* **What the exercise asks**
Return only the number of lines in the data below where the word "given" appears.

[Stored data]
☆ ☆ ☆
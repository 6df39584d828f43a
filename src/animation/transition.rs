//! Eased tween between two positions, advanced by frame deltas.

use std::time::Duration;

use glam::Vec3;

use crate::util::easing::EasingFunction;

/// Moves a position from `start` to `end` over a fixed duration.
///
/// Time only advances through [`advance`](Self::advance); the tween never
/// reads a clock. Restarting while running overwrites start, end and
/// elapsed time: there is no queuing and no blending.
#[derive(Debug, Clone, PartialEq)]
pub struct PositionTransition {
    start: Vec3,
    end: Vec3,
    elapsed: Duration,
    duration: Duration,
    easing: EasingFunction,
    running: bool,
}

impl PositionTransition {
    /// Idle transition with the given timing.
    #[must_use]
    pub fn new(duration: Duration, easing: EasingFunction) -> Self {
        Self {
            start: Vec3::ZERO,
            end: Vec3::ZERO,
            elapsed: Duration::ZERO,
            duration,
            easing,
            running: false,
        }
    }

    /// Begin (or restart) a tween from `start` to `end`.
    pub fn start(&mut self, start: Vec3, end: Vec3) {
        self.start = start;
        self.end = end;
        self.elapsed = Duration::ZERO;
        self.running = true;
    }

    /// Move time forward by `delta` and return the new position, or `None`
    /// when idle.
    ///
    /// Elapsed time is clamped to the duration; once it gets there the
    /// tween stops and the exact end position is returned.
    pub fn advance(&mut self, delta: Duration) -> Option<Vec3> {
        if !self.running {
            return None;
        }

        self.elapsed = self.elapsed.saturating_add(delta).min(self.duration);
        if self.elapsed >= self.duration {
            self.running = false;
            return Some(self.end);
        }

        let eased = self.easing.evaluate(self.progress());
        Some(self.start.lerp(self.end, eased))
    }

    /// Stop without moving and rewind to the idle state.
    pub fn reset(&mut self) {
        self.start = Vec3::ZERO;
        self.end = Vec3::ZERO;
        self.elapsed = Duration::ZERO;
        self.running = false;
    }

    /// Whether a tween is in flight.
    #[must_use]
    pub fn is_running(&self) -> bool {
        self.running
    }

    /// Raw progress in [0, 1]. A zero-length tween counts as complete.
    #[must_use]
    pub fn progress(&self) -> f32 {
        if self.duration.is_zero() {
            return 1.0;
        }
        (self.elapsed.as_secs_f32() / self.duration.as_secs_f32())
            .clamp(0.0, 1.0)
    }

    /// Time spent in the current tween, always within [0, duration].
    #[must_use]
    pub fn elapsed(&self) -> Duration {
        self.elapsed
    }

    /// Total tween length.
    #[must_use]
    pub fn duration(&self) -> Duration {
        self.duration
    }

    /// Easing applied to progress.
    #[must_use]
    pub fn easing(&self) -> EasingFunction {
        self.easing
    }

    /// Position the current tween started from.
    #[must_use]
    pub fn start_position(&self) -> Vec3 {
        self.start
    }

    /// Position the current tween ends at.
    #[must_use]
    pub fn end_position(&self) -> Vec3 {
        self.end
    }
}

impl Default for PositionTransition {
    /// 500ms smoothstep.
    fn default() -> Self {
        Self::new(Duration::from_millis(500), EasingFunction::Smoothstep)
    }
}

#[cfg(test)]
mod tests {
    use super::*;

    fn approx(a: Vec3, b: Vec3) -> bool {
        (a - b).length() < 1e-5
    }

    #[test]
    fn idle_transition_yields_nothing() {
        let mut t = PositionTransition::default();
        assert_eq!(t.advance(Duration::from_millis(16)), None);
        assert!(!t.is_running());
    }

    #[test]
    fn zero_delta_at_start_stays_on_start() {
        let mut t = PositionTransition::default();
        t.start(Vec3::X, Vec3::new(5.0, 0.0, 0.0));
        assert_eq!(t.advance(Duration::ZERO), Some(Vec3::X));
        assert!(t.is_running());
    }

    #[test]
    fn midpoint_follows_smoothstep() {
        let mut t =
            PositionTransition::new(Duration::from_secs(1), EasingFunction::Smoothstep);
        t.start(Vec3::ZERO, Vec3::new(10.0, 0.0, 0.0));

        let p = t.advance(Duration::from_millis(250)).unwrap();
        let s = 0.25_f32 * 0.25 * (3.0 - 2.0 * 0.25);
        assert!(approx(p, Vec3::new(10.0 * s, 0.0, 0.0)));

        let p = t.advance(Duration::from_millis(250)).unwrap();
        assert!(approx(p, Vec3::new(5.0, 0.0, 0.0)));
    }

    #[test]
    fn finishes_exactly_on_end_and_clamps_elapsed() {
        let end = Vec3::new(0.1, 0.2, 0.3);
        let mut t =
            PositionTransition::new(Duration::from_millis(300), EasingFunction::Smoothstep);
        t.start(Vec3::new(7.0, -3.0, 1.0), end);

        assert!(t.advance(Duration::from_millis(299)).is_some());
        assert!(t.is_running());

        assert_eq!(t.advance(Duration::from_secs(5)), Some(end));
        assert!(!t.is_running());
        assert_eq!(t.elapsed(), t.duration());
        assert_eq!(t.progress(), 1.0);
    }

    #[test]
    fn reaching_duration_exactly_finishes() {
        let mut t =
            PositionTransition::new(Duration::from_millis(100), EasingFunction::Linear);
        t.start(Vec3::ZERO, Vec3::ONE);
        assert_eq!(t.advance(Duration::from_millis(100)), Some(Vec3::ONE));
        assert!(!t.is_running());
    }

    #[test]
    fn zero_duration_finishes_on_first_advance() {
        let mut t = PositionTransition::new(Duration::ZERO, EasingFunction::Smoothstep);
        t.start(Vec3::ZERO, Vec3::Y);
        assert_eq!(t.advance(Duration::ZERO), Some(Vec3::Y));
        assert!(!t.is_running());
    }

    #[test]
    fn restart_overwrites_in_flight_tween() {
        let mut t =
            PositionTransition::new(Duration::from_secs(1), EasingFunction::Linear);
        t.start(Vec3::ZERO, Vec3::X);
        let _ = t.advance(Duration::from_millis(600));

        t.start(Vec3::new(0.6, 0.0, 0.0), Vec3::NEG_X);
        assert_eq!(t.elapsed(), Duration::ZERO);
        assert_eq!(t.start_position(), Vec3::new(0.6, 0.0, 0.0));
        assert_eq!(t.end_position(), Vec3::NEG_X);
    }

    #[test]
    fn huge_delta_saturates_and_finishes() {
        let mut t =
            PositionTransition::new(Duration::from_secs(1), EasingFunction::Linear);
        t.start(Vec3::ZERO, Vec3::X);
        let _ = t.advance(Duration::from_millis(10));
        assert_eq!(t.advance(Duration::MAX), Some(Vec3::X));
        assert_eq!(t.elapsed(), t.duration());
        assert!(!t.is_running());
    }
}
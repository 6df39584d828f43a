//! Crate-level error types.

use std::fmt;

use crate::slot::SlotId;

/// Errors produced by the vitrine crate.
#[derive(Debug)]
pub enum CarouselError {
    /// `initialize` called on a carousel that is already initialized.
    AlreadyInitialized,
    /// A slot id that does not belong to this carousel.
    UnknownSlot(SlotId),
    /// Generic I/O failure.
    Io(std::io::Error),
    /// TOML options/content parsing or serialization failure.
    OptionsParse(String),
}

impl fmt::Display for CarouselError {
    fn fmt(&self, f: &mut fmt::Formatter<'_>) -> fmt::Result {
        match self {
            Self::AlreadyInitialized => {
                write!(f, "carousel has already been initialized")
            }
            Self::UnknownSlot(id) => write!(f, "unknown display slot {id}"),
            Self::Io(e) => write!(f, "I/O error: {e}"),
            Self::OptionsParse(msg) => {
                write!(f, "options parse error: {msg}")
            }
        }
    }
}

impl std::error::Error for CarouselError {
    fn source(&self) -> Option<&(dyn std::error::Error + 'static)> {
        match self {
            Self::Io(e) => Some(e),
            _ => None,
        }
    }
}

impl From<std::io::Error> for CarouselError {
    fn from(e: std::io::Error) -> Self {
        Self::Io(e)
    }
}
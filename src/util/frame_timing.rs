//! Frame timing for host loops: capped per-frame deltas and smoothed FPS.

use web_time::{Duration, Instant};

/// Per-frame delta source for host loops driving
/// [`Carousel::advance`](crate::carousel::Carousel::advance).
///
/// Measures the wall time between frames, caps pathological deltas (window
/// drags, debugger pauses) and keeps a smoothed FPS for display.
#[derive(Debug)]
pub struct FrameClock {
    /// Target FPS (0 = unlimited)
    target_fps: u32,
    /// Minimum frame duration based on target FPS
    min_frame_duration: Duration,
    /// Largest delta handed out by [`tick`](Self::tick)
    max_delta: Duration,
    /// Last frame timestamp
    last_frame: Instant,
    /// Smoothed FPS using exponential moving average
    smoothed_fps: f32,
    /// Smoothing factor (lower = smoother, 0.0-1.0)
    smoothing: f32,
}

impl FrameClock {
    /// Create a new frame clock with the given FPS target (0 = unlimited).
    #[must_use]
    pub fn new(target_fps: u32) -> Self {
        let min_frame_duration = if target_fps > 0 {
            Duration::from_secs_f64(1.0 / f64::from(target_fps))
        } else {
            Duration::ZERO
        };

        Self {
            target_fps,
            min_frame_duration,
            max_delta: Duration::from_millis(100),
            last_frame: Instant::now(),
            smoothed_fps: 60.0,
            smoothing: 0.05,
        }
    }

    /// Override the delta cap (default 100ms).
    #[must_use]
    pub fn with_max_delta(mut self, max_delta: Duration) -> Self {
        self.max_delta = max_delta;
        self
    }

    /// Minimum wall time between frames for the FPS target.
    #[must_use]
    pub fn frame_budget(&self) -> Duration {
        self.min_frame_duration
    }

    /// Returns true if enough time has passed since the last tick to run a
    /// frame.
    #[must_use]
    pub fn should_tick(&self) -> bool {
        if self.target_fps == 0 {
            return true;
        }
        self.last_frame.elapsed() >= self.min_frame_duration
    }

    /// Close the current frame and return its (capped) delta.
    pub fn tick(&mut self) -> Duration {
        let now = Instant::now();
        let elapsed = now.duration_since(self.last_frame);
        self.last_frame = now;
        self.record(elapsed)
    }

    fn record(&mut self, elapsed: Duration) -> Duration {
        let frame_time = elapsed.as_secs_f32();
        if frame_time > 0.0 {
            let instant_fps = 1.0 / frame_time;
            self.smoothed_fps = self.smoothed_fps * (1.0 - self.smoothing)
                + instant_fps * self.smoothing;
        }
        elapsed.min(self.max_delta)
    }

    /// Get the current FPS (smoothed)
    #[must_use]
    pub fn fps(&self) -> f32 {
        self.smoothed_fps
    }
}
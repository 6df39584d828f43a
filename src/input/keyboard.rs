use serde::{Deserialize, Serialize};

/// Carousel actions that can be bound to keys.
///
/// Serde serializes as `snake_case` strings so TOML presets stay readable:
/// ```toml
/// [keybindings.bindings]
/// next_display = "ArrowRight"
/// previous_display = "ArrowLeft"
/// ```
#[derive(Debug, Clone, Copy, PartialEq, Eq, Hash, Serialize, Deserialize)]
#[serde(rename_all = "snake_case")]
pub enum KeyAction {
    /// Step the selection forward.
    NextDisplay,
    /// Step the selection back.
    PreviousDisplay,
}
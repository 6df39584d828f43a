use std::time::Duration;

use schemars::JsonSchema;
use serde::{Deserialize, Serialize};

use crate::util::easing::EasingFunction;

#[derive(Debug, Clone, Serialize, Deserialize, PartialEq, JsonSchema)]
#[schemars(title = "Animation", inline)]
#[serde(default)]
/// Timing of the scroll transition between selections.
pub struct AnimationOptions {
    /// Transition length in seconds.
    #[schemars(title = "Duration", range(min = 0.0, max = 3.0), extend("step" = 0.05))]
    pub duration_secs: f32,
    /// Curve applied to transition progress: `smoothstep` (default) or
    /// `linear`.
    #[schemars(skip)]
    pub easing: EasingFunction,
}

impl AnimationOptions {
    /// Transition length. Negative or non-finite values count as zero.
    #[must_use]
    pub fn duration(&self) -> Duration {
        Duration::try_from_secs_f32(self.duration_secs.max(0.0))
            .unwrap_or(Duration::ZERO)
    }
}

impl Default for AnimationOptions {
    fn default() -> Self {
        Self {
            duration_secs: 0.5,
            easing: EasingFunction::Smoothstep,
        }
    }
}
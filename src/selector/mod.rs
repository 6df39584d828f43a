//! Selection tracking for a carousel's slots.
//!
//! The [`Selector`] trait is the seam between the carousel controller and
//! whatever decides which slot is current. The controller only ever talks
//! to it through this trait, so a host can swap in its own policy (or a
//! test double) without touching the controller.
//!
//! Change notifications are queued by the selector and drained with
//! [`Selector::take_changes`]. The carousel drains after each call it
//! makes and at the start of every frame, which is how direct selector
//! manipulation through [`Carousel::selector_mut`] reaches it.
//!
//! [`Carousel::selector_mut`]: crate::carousel::Carousel::selector_mut

mod index;

pub use index::IndexSelector;
use schemars::JsonSchema;
use serde::{Deserialize, Serialize};

use crate::slot::SlotId;

/// Emitted by a selector whenever a navigation or select call runs.
///
/// Fired even when `previous == current`; consumers filter that case.
#[derive(Debug, Clone, Copy, PartialEq, Eq)]
pub struct SelectionChange {
    /// Item selected before the call.
    pub previous: Option<SlotId>,
    /// Item selected after the call.
    pub current: Option<SlotId>,
}

impl SelectionChange {
    /// Whether the call landed on the item that was already selected.
    #[must_use]
    pub fn is_reselection(&self) -> bool {
        self.previous == self.current
    }
}

/// Behaviour at the ends of the slot list.
#[derive(
    Debug, Clone, Copy, Serialize, Deserialize, PartialEq, Eq, Default,
    JsonSchema,
)]
#[serde(rename_all = "snake_case")]
pub enum WrapMode {
    /// Stepping past either end wraps to the other end.
    #[default]
    Wrap,
    /// Stepping past either end stays on the end item.
    Clamp,
}

/// Tracks the current slot and reports changes.
pub trait Selector {
    /// Replace the tracked list. Any previous selection is forgotten.
    fn initialize(&mut self, items: &[SlotId]);

    /// Index of the current item, `None` when the list is empty.
    fn current_index(&self) -> Option<usize>;

    /// The current item, `None` when the list is empty.
    fn current_item(&self) -> Option<SlotId>;

    /// Step to the next item.
    fn next_item(&mut self);

    /// Step to the previous item.
    fn previous_item(&mut self);

    /// Make `item` current. Returns `false` (and queues nothing) when the
    /// item is not tracked.
    fn select(&mut self, item: SlotId) -> bool;

    /// Forget the list, the selection, and any queued changes.
    fn clear(&mut self);

    /// Number of tracked items.
    fn len(&self) -> usize;

    /// Whether no items are tracked.
    fn is_empty(&self) -> bool {
        self.len() == 0
    }

    /// Drain queued change notifications, oldest first.
    fn take_changes(&mut self) -> Vec<SelectionChange>;
}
☆ ☆ ☆
* **Answer space**
2